Tuesday, 6 October 2009

appreciate or eliminate: the Hittite perspective

wasps nest in old bird box at base of hedge

What you see here is a nest of the European Hornet (Vespa Crabro). It is a quite extraordinary sight. The colony had taken over a bird nesting box which appeared to have fallen from an adjacent tree and lodged at the base of the hedgerow.  The hornets were active in the warm afternoon sunshine of a late September day. Getting any closer would have been unwise. I took the photograph from a respectful distance and the high iso performance of the camera has penetrated the stygian shadow that enveloped the nest to reveal colour and form, if not a lot of close-up detail. With the onset of Autumn and frosty nights the majority of hornets in the nest will soon be dead.

Now we can look at this nest as a threat which we will be quite glad to see eliminated. Anyone allergic to wasp stings might well look at it in this way and be very uncomfortable in close proximity to the colony. Why take the risk and leave it be? Of course, from an ecological and natural history viewpoint, this could well be a gem of a discovery, something to appreciate and delight in finding. Where does the greater good lie and can both perspectives be reconciled? Given that the nest is by the side of a country lane, how real is the supposed threat? Might it simply be a case of not provoking the hornets in the first place? Is coexistence possible?

‘The Hittite perspective’ sounds like it could be the next release in the Bourne films franchise, where the motives and behaviour of government agencies are called into question and the dark side of their operations are exposed. And all of this is framed from the viewpoint of someone who was once part of the system but who now finds themselves to be a threat which must be eliminated. The warped and distorted nature of self-justifying power without accountability is put on display. Which brings me to the Hittites. In the Bible these people, and many others, are labelled as threats to be eliminated. In a spirit of ‘name it as it is’ what we have here is ethnic cleansing. It makes for appalling reading. The cost of entry into the land of promise is stark and uncompromising:

Deuteronomy 7.1:  When the Lord your God brings you into the land that you are about to enter and occupy, and he clears away many nations before you—the Hittites, the Girgashites, the Amorites, the Canaanites, the Perizzites, the Hivites, and the Jebusites…

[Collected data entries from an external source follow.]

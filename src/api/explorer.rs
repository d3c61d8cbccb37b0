use axum::extract::rejection::JsonRejection;
use axum::extract::State;
use axum::Json;

use super::{required, ApiError, ApiResult};
use crate::explorer::{discover_endpoints, API_PROBE, API_PROBE_TOP_K};
use crate::models::{ApiExplorerResponse, RepoRequest};
use crate::state::AppState;

const API_ROOT: &str = "/api";

fn empty_response(message: &str) -> ApiExplorerResponse {
    ApiExplorerResponse {
        api_root: API_ROOT.to_string(),
        endpoints: Vec::new(),
        success: true,
        message: Some(message.to_string()),
        debug: None,
    }
}

/// POST /api/api-explorer - Describe the HTTP endpoints a repository implements
pub async fn api_explorer(
    State(state): State<AppState>,
    payload: Result<Json<RepoRequest>, JsonRejection>,
) -> ApiResult<ApiExplorerResponse> {
    let Json(req) = payload?;
    let repo_id = required(&req.repo_id, "Repository ID is required")?;

    if !state.store.has_data(repo_id).await {
        return Ok(Json(empty_response(
            "No repository data available for analysis. Please process the repository first.",
        )));
    }

    let probe = state
        .embedder
        .embed(API_PROBE)
        .await
        .map_err(|e| {
            ApiError::internal("Failed to analyze API endpoints", &anyhow::Error::new(e))
        })?;

    let hits = state.store.query(repo_id, &probe, API_PROBE_TOP_K).await;
    if hits.is_empty() {
        return Ok(Json(empty_response(
            "Unable to analyze API endpoints in this repository.",
        )));
    }

    let (endpoints, stats) = discover_endpoints(&hits);
    tracing::info!(
        "API explorer for {repo_id}: {} of {} chunks matched, {} endpoints",
        stats.filtered_chunks,
        stats.total_chunks,
        stats.endpoint_count
    );

    let message = endpoints
        .is_empty()
        .then(|| "No API endpoints detected in this repository.".to_string());

    Ok(Json(ApiExplorerResponse {
        api_root: API_ROOT.to_string(),
        endpoints,
        success: true,
        message,
        debug: Some(stats),
    }))
}
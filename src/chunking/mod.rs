//! Code chunking: declaration-aware line scanning for JavaScript/TypeScript and
//! Python, fixed-size character windows for everything else.

pub mod fallback;
pub mod python;
pub mod script;

use serde::{Deserialize, Serialize};

use crate::models::{ChunkType, Fragment, FragmentMetadata};

/// Files shorter than this (in characters) become a single `complete` fragment.
pub const SMALL_FILE_THRESHOLD: usize = 1000;

/// Characters per estimated token.
pub const CHARS_PER_TOKEN: usize = 4;

/// Import lines are only hoisted from the first this-many lines of a file.
pub const IMPORT_SCAN_LINES: usize = 20;

/// Default token budget per fragment.
pub const DEFAULT_MAX_TOKENS: usize = 400;

/// Coarse language tag derived from a file extension.
#[derive(Debug, Clone, Copy, PartialEq, Eq, Hash, Serialize, Deserialize)]
#[serde(rename_all = "lowercase")]
pub enum Language {
    JavaScript,
    TypeScript,
    Python,
    Java,
    Go,
    C,
    Cpp,
    Rust,
    Html,
    Css,
    Text,
}

impl Language {
    /// Map a lower-case file extension to a language, `Text` when unknown.
    pub fn from_extension(ext: &str) -> Self {
        match ext {
            "js" | "jsx" => Language::JavaScript,
            "ts" | "tsx" => Language::TypeScript,
            "py" => Language::Python,
            "java" => Language::Java,
            "go" => Language::Go,
            "c" | "h" => Language::C,
            "cpp" | "hpp" => Language::Cpp,
            "rs" => Language::Rust,
            "html" => Language::Html,
            "css" => Language::Css,
            _ => Language::Text,
        }
    }

    pub fn as_str(&self) -> &'static str {
        match self {
            Language::JavaScript => "javascript",
            Language::TypeScript => "typescript",
            Language::Python => "python",
            Language::Java => "java",
            Language::Go => "go",
            Language::C => "c",
            Language::Cpp => "cpp",
            Language::Rust => "rust",
            Language::Html => "html",
            Language::Css => "css",
            Language::Text => "text",
        }
    }
}

/// Text after the last `.` of the path, lower-cased. A path without a dot is
/// its own extension and classifies as `Text`.
pub fn extension_of(file_path: &str) -> String {
    file_path
        .rsplit('.')
        .next()
        .unwrap_or_default()
        .to_lowercase()
}

/// Crude token estimate: `ceil(chars / 4)`.
pub fn estimate_tokens(text: &str) -> usize {
    text.chars().count().div_ceil(CHARS_PER_TOKEN)
}

/// Per-file provenance shared by all fragments of that file.
#[derive(Debug, Clone)]
pub struct FileMeta {
    pub path: String,
    pub language: Language,
    pub extension: String,
}

impl FileMeta {
    pub fn for_path(file_path: &str) -> Self {
        let extension = extension_of(file_path);
        Self {
            path: file_path.to_string(),
            language: Language::from_extension(&extension),
            extension,
        }
    }

    pub fn fragment(&self, content: String, chunk_type: ChunkType, name: &str) -> Fragment {
        Fragment {
            content,
            metadata: FragmentMetadata {
                path: self.path.clone(),
                language: self.language,
                extension: self.extension.clone(),
                chunk_type,
                name: name.to_string(),
            },
        }
    }

    pub fn complete(&self, content: &str) -> Fragment {
        self.fragment(content.to_string(), ChunkType::Complete, "Complete file")
    }
}

/// Split one file into fragments of roughly `max_tokens` estimated tokens.
///
/// Never returns an empty list: content that no splitter can cut is returned
/// as a single `complete` fragment.
pub fn chunk_file(content: &str, file_path: &str, max_tokens: usize) -> Vec<Fragment> {
    let meta = FileMeta::for_path(file_path);

    if content.chars().count() < SMALL_FILE_THRESHOLD {
        return vec![meta.complete(content)];
    }

    let fragments = match meta.language {
        Language::JavaScript | Language::TypeScript => {
            script::chunk_script(content, &meta, max_tokens)
        }
        Language::Python => python::chunk_python(content, &meta, max_tokens),
        _ => fallback::chunk_by_size(content, &meta, max_tokens),
    };

    if fragments.is_empty() {
        return vec![meta.complete(content)];
    }
    fragments
}

/// Running state of the line-oriented splitters.
///
/// Hoisted import lines are prepended to every emitted fragment.
pub(crate) struct Accumulator<'a> {
    meta: &'a FileMeta,
    imports: String,
    current: String,
    name: String,
    fragments: Vec<Fragment>,
}

impl<'a> Accumulator<'a> {
    pub(crate) fn new(meta: &'a FileMeta) -> Self {
        Self {
            meta,
            imports: String::new(),
            current: String::new(),
            name: String::new(),
            fragments: Vec::new(),
        }
    }

    pub(crate) fn hoist_import(&mut self, line: &str) {
        self.imports.push_str(line);
        self.imports.push('\n');
    }

    pub(crate) fn push_line(&mut self, line: &str) {
        self.current.push_str(line);
        self.current.push('\n');
    }

    /// Close the running fragment and open a new one named `name`.
    pub(crate) fn start(&mut self, line: &str, name: String) {
        self.flush();
        self.name = name;
        self.push_line(line);
    }

    pub(crate) fn over_budget(&self, max_tokens: usize) -> bool {
        estimate_tokens(&self.current) > max_tokens
    }

    /// Emit the running fragment if it holds anything but whitespace.
    pub(crate) fn flush(&mut self) {
        if !self.current.trim().is_empty() {
            let name = if self.name.is_empty() {
                "Code block"
            } else {
                self.name.as_str()
            };
            let content = format!("{}{}", self.imports, self.current);
            let fragment = self.meta.fragment(content, ChunkType::Code, name);
            self.fragments.push(fragment);
        }
        self.current.clear();
    }

    pub(crate) fn finish(mut self) -> Vec<Fragment> {
        self.flush();
        self.fragments
    }
}
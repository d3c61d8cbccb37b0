//! # devinsight
//!
//! Repository ingestion and exact vector retrieval for code-analysis features.
//! A repository's files are split into declaration-sized fragments, embedded
//! through a hosted feature-extraction model and stored per repository; queries
//! rank every stored fragment of one repository by cosine distance.
//!
//! ## Architecture
//!
//! ```text
//!        ┌──────────────┐         ┌──────────────┐
//!        │  GitHub URL  │         │ Query / probe│
//!        └──────┬───────┘         └──────┬───────┘
//!               │                        │
//!               ▼                        │
//!     ┌───────────────────┐              │
//!     │    File Source    │              │
//!     │ list (depth ≤ 3)  │              │
//!     │ fetch (10 s, ×5)  │              │
//!     └─────────┬─────────┘              │
//!               │ ≤ 100 files            │
//!               ▼                        │
//!     ┌───────────────────┐              │
//!     │      Chunker      │              │
//!     │ small → complete  │              │
//!     │ js/ts, py → decls │              │
//!     │ other → windows   │              │
//!     └─────────┬─────────┘              │
//!               │ ≤ 20 per file, ≤ 500   │
//!               ▼                        ▼
//!     ┌──────────────────────────────────────┐
//!     │           Embedding Client           │
//!     │  "{path}: {name}\n\n{content}"       │
//!     │  groups of 5, staggered, 503 retry   │
//!     └─────────┬────────────────────┬───────┘
//!               │ insert             │ query vector
//!               ▼                    ▼
//!     ┌──────────────────────────────────────┐
//!     │             Vector Store             │
//!     │  rows scoped by "owner/repo"         │
//!     │  full scan, distance = 1 - cos,      │
//!     │  stable ascending sort, top k        │
//!     └──────────────────────────────────────┘
//! ```
//!
//! ## Module Overview
//!
//! - [`config`] - Environment-based configuration for the server, model, limits and pacing
//! - [`models`] - Fragments, stored rows, query hits and HTTP request/response types
//! - [`chunking`] - File splitting: whole-file, declaration-aware (JS/TS, Python) and fixed windows
//! - [`source`] - GitHub contents API walker and a local directory mirror
//! - [`llm::embeddings`] - Hugging Face feature-extraction client with model-loading retry
//! - [`llm::batch`] - Windowed concurrent embedding that tolerates per-item failures
//! - [`search::similarity`] - Cosine similarity and stable distance ranking
//! - [`search::vector`] - Repository-scoped vector store with JSON persistence
//! - [`ingest`] - The delete-then-reinsert ingestion pipeline
//! - [`explorer`] - Heuristic API endpoint extraction from retrieved handler code
//! - [`dependency`] - File-level import graph for repositories that have been processed
//! - [`api`] - Axum HTTP handlers
//! - [`state`] - Shared application state

pub mod api;
pub mod chunking;
pub mod config;
pub mod dependency;
pub mod explorer;
pub mod ingest;
pub mod llm;
pub mod models;
pub mod search;
pub mod source;
pub mod state;
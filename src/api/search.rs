use axum::extract::rejection::JsonRejection;
use axum::extract::State;
use axum::Json;

use super::{required, ApiError, ApiResult};
use crate::models::{SearchRequest, SearchResponse};
use crate::state::AppState;

pub const NO_DATA_MESSAGE: &str =
    "No repository data available. Please process the repository first.";

/// POST /api/search - Embed the query and rank the repository's fragments
/// by cosine distance.
pub async fn search(
    State(state): State<AppState>,
    payload: Result<Json<SearchRequest>, JsonRejection>,
) -> ApiResult<SearchResponse> {
    let Json(req) = payload?;
    let repo_id = required(&req.repo_id, "Repository ID is required")?;
    let query = required(&req.query, "Query is required")?;

    if !state.store.has_data(repo_id).await {
        return Ok(Json(SearchResponse {
            results: Vec::new(),
            message: Some(NO_DATA_MESSAGE.to_string()),
        }));
    }

    let query_vector = state
        .embedder
        .embed(query)
        .await
        .map_err(|e| ApiError::internal("Failed to search repository", &anyhow::Error::new(e)))?;

    let results = state.store.query(repo_id, &query_vector, req.top_k).await;
    tracing::info!(
        "Search in {repo_id} for {query:?}: {} results",
        results.len()
    );

    Ok(Json(SearchResponse {
        results,
        message: None,
    }))
}
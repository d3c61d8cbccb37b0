use axum::extract::rejection::JsonRejection;
use axum::extract::State;
use axum::Json;

use super::{required, ApiError, ApiResult};
use crate::dependency::map_dependencies;
use crate::models::{DependencyMapResponse, RepoRequest};
use crate::source::RepoRef;
use crate::state::AppState;

fn empty_response(message: &str) -> DependencyMapResponse {
    DependencyMapResponse {
        nodes: Vec::new(),
        links: Vec::new(),
        message: Some(message.to_string()),
        metadata: None,
    }
}

/// POST /api/dependency-map - File-level import graph of a processed repository
pub async fn dependency_map(
    State(state): State<AppState>,
    payload: Result<Json<RepoRequest>, JsonRejection>,
) -> ApiResult<DependencyMapResponse> {
    let Json(req) = payload?;
    let repo_id = required(&req.repo_id, "Repository ID is required")?;

    if !state.store.has_data(repo_id).await {
        return Ok(Json(empty_response(
            "No repository data available for analysis. Please process the repository first.",
        )));
    }

    let repo = RepoRef::from_id(repo_id)
        .ok_or_else(|| ApiError::bad_request("Invalid repository ID"))?;

    let files = state
        .source
        .list_files(&repo)
        .await
        .map_err(|e| ApiError::internal("Failed to analyze code dependencies", &e))?;
    if files.is_empty() {
        return Ok(Json(empty_response("No files found in the repository.")));
    }

    let graph = map_dependencies(
        state.source.as_ref(),
        &files,
        state.config.ingest.fetch_concurrency,
    )
    .await;
    tracing::info!(
        "Dependency map for {repo_id}: {} nodes, {} links",
        graph.nodes.len(),
        graph.links.len()
    );

    Ok(Json(DependencyMapResponse {
        nodes: graph.nodes,
        links: graph.links,
        message: None,
        metadata: Some(graph.metadata),
    }))
}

Deuteronomy 20.17: You shall annihilate them—the Hittites and the Amorites, the Canaanites and the Perizzites, the Hivites and the Jebusites—just as the Lord your God has commanded….

These ethnic groups are not to be appreciated for their diversity, they are to be annihilated because they are different and in the way. No doubt this genocide was sold to the people of God on the basis of threat and danger, with the Hittites and others being depersonalised and dehumanised in the process. It all sounds chillingly familiar. Seen from the Hittite perspective, from the underside of history where the agony of the voiceless is unrecorded, such religious and political imperialist aggression is a monstrous stain on history itself. It has no justification.

How radical then is the teaching of Jesus who eschews violence and aggression and asks that we love our enemies and others as he loves us? His way of appreciation subverts endemic cycles of violence and stereotyping, whether by states or individuals, in favour of open encounter. He is the voice of the voiceless and disempowered. He is to be met on the underside of history. He challenges us to reframe our attitudes and values from this uncomfortable perspective.

Our feelings about the hornets nest are but a step away from the politics which uses threat as its fulcrum. But there is an alternative. And Jesus sets the precedent.


  1. Great photo. These thoughts (and Jesus' precedent) challenge what seems to be socially hardwired into most of us: Anthropological/Sociological research seems to show that we don't like 'liminality'-neither one nor the other, and see the transgression of boundaries as pollution. Whilst we're not into ethnic cleansing at the moment (who knows what will happen to 'civilised' people in the wrong circumstances), how do we tolerate difference and hold the internal tension we feel that wishes to convert others into a stable, classifiable state?

  2. Thanks AM for a very thoughtful comment. The 'dignity of difference' is one of the key challenges facing all of us.